+++ Raw data +++

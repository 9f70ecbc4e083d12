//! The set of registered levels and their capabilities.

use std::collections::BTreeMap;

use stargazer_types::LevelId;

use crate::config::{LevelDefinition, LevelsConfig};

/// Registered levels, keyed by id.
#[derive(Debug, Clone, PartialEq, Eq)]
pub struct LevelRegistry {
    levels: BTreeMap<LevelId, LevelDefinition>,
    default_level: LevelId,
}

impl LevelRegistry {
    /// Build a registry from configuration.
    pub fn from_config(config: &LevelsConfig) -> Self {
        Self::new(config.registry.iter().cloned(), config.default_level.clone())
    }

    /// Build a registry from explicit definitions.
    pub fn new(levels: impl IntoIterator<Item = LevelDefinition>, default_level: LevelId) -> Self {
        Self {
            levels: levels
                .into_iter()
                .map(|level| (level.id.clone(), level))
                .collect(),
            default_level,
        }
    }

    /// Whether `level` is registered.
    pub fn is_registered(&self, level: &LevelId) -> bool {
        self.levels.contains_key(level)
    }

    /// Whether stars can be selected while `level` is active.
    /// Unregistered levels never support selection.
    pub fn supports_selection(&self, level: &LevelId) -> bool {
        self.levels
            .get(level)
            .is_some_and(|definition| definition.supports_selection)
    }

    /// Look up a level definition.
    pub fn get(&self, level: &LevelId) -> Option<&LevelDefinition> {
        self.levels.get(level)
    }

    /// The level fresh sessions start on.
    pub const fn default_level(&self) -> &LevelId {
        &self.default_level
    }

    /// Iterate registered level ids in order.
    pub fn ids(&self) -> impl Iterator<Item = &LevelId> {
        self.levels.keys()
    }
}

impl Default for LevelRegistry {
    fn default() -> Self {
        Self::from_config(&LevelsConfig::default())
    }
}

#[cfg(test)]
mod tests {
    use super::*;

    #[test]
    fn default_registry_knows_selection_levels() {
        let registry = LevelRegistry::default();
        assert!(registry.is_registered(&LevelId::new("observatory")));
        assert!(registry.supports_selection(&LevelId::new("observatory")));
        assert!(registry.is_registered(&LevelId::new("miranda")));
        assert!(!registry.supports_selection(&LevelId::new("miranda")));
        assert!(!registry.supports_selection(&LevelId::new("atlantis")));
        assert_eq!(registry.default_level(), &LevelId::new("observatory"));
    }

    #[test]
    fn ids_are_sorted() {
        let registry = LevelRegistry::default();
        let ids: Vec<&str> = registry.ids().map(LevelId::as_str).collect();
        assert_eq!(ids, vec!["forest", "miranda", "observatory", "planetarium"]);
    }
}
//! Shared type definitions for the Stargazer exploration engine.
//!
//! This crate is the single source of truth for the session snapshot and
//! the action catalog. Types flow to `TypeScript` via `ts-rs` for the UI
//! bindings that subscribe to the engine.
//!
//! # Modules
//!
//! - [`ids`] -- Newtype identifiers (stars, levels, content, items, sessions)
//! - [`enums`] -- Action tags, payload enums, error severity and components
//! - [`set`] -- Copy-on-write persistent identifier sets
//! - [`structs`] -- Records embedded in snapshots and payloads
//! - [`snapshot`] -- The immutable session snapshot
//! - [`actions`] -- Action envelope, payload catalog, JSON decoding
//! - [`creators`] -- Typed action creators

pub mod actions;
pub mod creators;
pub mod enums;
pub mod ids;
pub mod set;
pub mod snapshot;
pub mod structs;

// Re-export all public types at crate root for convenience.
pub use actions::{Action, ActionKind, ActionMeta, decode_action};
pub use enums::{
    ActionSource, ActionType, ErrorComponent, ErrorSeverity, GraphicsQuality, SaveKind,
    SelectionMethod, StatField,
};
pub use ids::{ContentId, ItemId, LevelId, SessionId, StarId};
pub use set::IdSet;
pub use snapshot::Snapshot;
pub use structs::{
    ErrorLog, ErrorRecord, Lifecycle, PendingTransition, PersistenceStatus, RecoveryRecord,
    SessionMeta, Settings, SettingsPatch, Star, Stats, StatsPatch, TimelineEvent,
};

+++
+++ Raw data +++

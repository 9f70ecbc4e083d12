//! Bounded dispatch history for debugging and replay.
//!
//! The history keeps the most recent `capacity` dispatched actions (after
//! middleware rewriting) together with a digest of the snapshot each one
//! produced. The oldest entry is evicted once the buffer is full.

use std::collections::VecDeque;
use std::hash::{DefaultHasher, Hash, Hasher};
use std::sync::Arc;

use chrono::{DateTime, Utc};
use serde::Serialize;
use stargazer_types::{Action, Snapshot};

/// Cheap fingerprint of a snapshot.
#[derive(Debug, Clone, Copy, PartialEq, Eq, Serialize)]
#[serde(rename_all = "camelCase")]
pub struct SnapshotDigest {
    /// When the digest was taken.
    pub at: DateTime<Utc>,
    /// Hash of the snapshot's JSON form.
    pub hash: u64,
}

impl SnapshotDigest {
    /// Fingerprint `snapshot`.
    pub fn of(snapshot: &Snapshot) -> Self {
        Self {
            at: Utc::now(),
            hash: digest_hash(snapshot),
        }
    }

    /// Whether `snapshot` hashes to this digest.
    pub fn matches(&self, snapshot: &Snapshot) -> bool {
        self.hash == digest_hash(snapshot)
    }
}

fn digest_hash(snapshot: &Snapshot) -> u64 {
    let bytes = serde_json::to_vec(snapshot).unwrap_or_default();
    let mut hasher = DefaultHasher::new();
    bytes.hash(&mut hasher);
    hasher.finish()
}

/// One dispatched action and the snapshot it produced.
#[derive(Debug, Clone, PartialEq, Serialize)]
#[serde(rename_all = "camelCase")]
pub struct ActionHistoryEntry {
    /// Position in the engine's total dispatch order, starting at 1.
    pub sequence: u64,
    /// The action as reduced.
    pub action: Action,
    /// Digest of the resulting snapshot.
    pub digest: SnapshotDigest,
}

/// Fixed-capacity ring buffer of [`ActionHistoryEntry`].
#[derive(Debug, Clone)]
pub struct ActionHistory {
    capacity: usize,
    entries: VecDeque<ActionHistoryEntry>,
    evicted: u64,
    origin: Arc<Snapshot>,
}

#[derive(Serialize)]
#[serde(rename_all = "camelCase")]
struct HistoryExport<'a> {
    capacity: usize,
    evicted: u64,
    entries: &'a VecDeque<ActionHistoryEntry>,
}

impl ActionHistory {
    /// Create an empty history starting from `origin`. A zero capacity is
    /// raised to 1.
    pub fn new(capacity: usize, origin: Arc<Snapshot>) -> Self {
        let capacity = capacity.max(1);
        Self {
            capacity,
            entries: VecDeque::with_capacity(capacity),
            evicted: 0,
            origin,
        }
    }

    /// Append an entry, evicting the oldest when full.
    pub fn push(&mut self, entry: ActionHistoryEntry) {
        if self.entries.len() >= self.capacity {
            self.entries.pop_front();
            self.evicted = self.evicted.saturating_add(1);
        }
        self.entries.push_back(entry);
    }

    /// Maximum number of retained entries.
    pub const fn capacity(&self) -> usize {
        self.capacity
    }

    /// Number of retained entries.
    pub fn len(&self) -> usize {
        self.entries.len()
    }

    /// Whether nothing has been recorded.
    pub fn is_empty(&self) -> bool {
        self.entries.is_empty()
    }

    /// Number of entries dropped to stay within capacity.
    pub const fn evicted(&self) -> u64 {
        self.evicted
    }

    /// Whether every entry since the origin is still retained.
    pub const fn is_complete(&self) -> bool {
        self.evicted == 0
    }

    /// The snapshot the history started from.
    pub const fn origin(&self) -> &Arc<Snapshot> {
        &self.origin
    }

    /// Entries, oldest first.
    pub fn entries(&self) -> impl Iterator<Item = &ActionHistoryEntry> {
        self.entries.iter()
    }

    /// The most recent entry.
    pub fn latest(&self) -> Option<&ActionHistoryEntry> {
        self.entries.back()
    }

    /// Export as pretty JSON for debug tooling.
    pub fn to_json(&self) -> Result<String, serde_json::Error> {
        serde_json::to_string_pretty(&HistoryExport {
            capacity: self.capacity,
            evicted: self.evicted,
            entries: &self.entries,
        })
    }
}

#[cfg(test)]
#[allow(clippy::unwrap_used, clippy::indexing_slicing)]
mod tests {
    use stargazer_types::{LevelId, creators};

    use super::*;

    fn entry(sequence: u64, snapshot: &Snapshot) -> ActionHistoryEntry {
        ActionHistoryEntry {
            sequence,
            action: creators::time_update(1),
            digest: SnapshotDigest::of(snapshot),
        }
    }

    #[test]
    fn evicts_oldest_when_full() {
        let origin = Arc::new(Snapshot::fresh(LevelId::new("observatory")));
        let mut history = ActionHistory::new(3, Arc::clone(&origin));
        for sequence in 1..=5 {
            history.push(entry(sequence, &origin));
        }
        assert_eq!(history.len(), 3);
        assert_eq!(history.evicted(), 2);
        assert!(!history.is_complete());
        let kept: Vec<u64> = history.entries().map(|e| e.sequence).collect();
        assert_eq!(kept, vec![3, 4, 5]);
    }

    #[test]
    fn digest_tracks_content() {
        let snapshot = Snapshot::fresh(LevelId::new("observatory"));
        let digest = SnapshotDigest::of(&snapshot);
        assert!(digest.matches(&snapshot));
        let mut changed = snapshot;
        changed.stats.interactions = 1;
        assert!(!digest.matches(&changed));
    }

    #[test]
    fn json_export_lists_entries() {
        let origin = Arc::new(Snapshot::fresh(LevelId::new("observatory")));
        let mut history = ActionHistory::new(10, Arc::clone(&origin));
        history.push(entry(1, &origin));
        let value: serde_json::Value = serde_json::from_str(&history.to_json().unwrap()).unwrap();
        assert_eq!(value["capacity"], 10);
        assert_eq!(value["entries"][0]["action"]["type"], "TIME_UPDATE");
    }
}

+++

Required work ▸ Looking at the material above, how many lines hold the word "definitions"? Only the number, please.

Answer area ▸ 2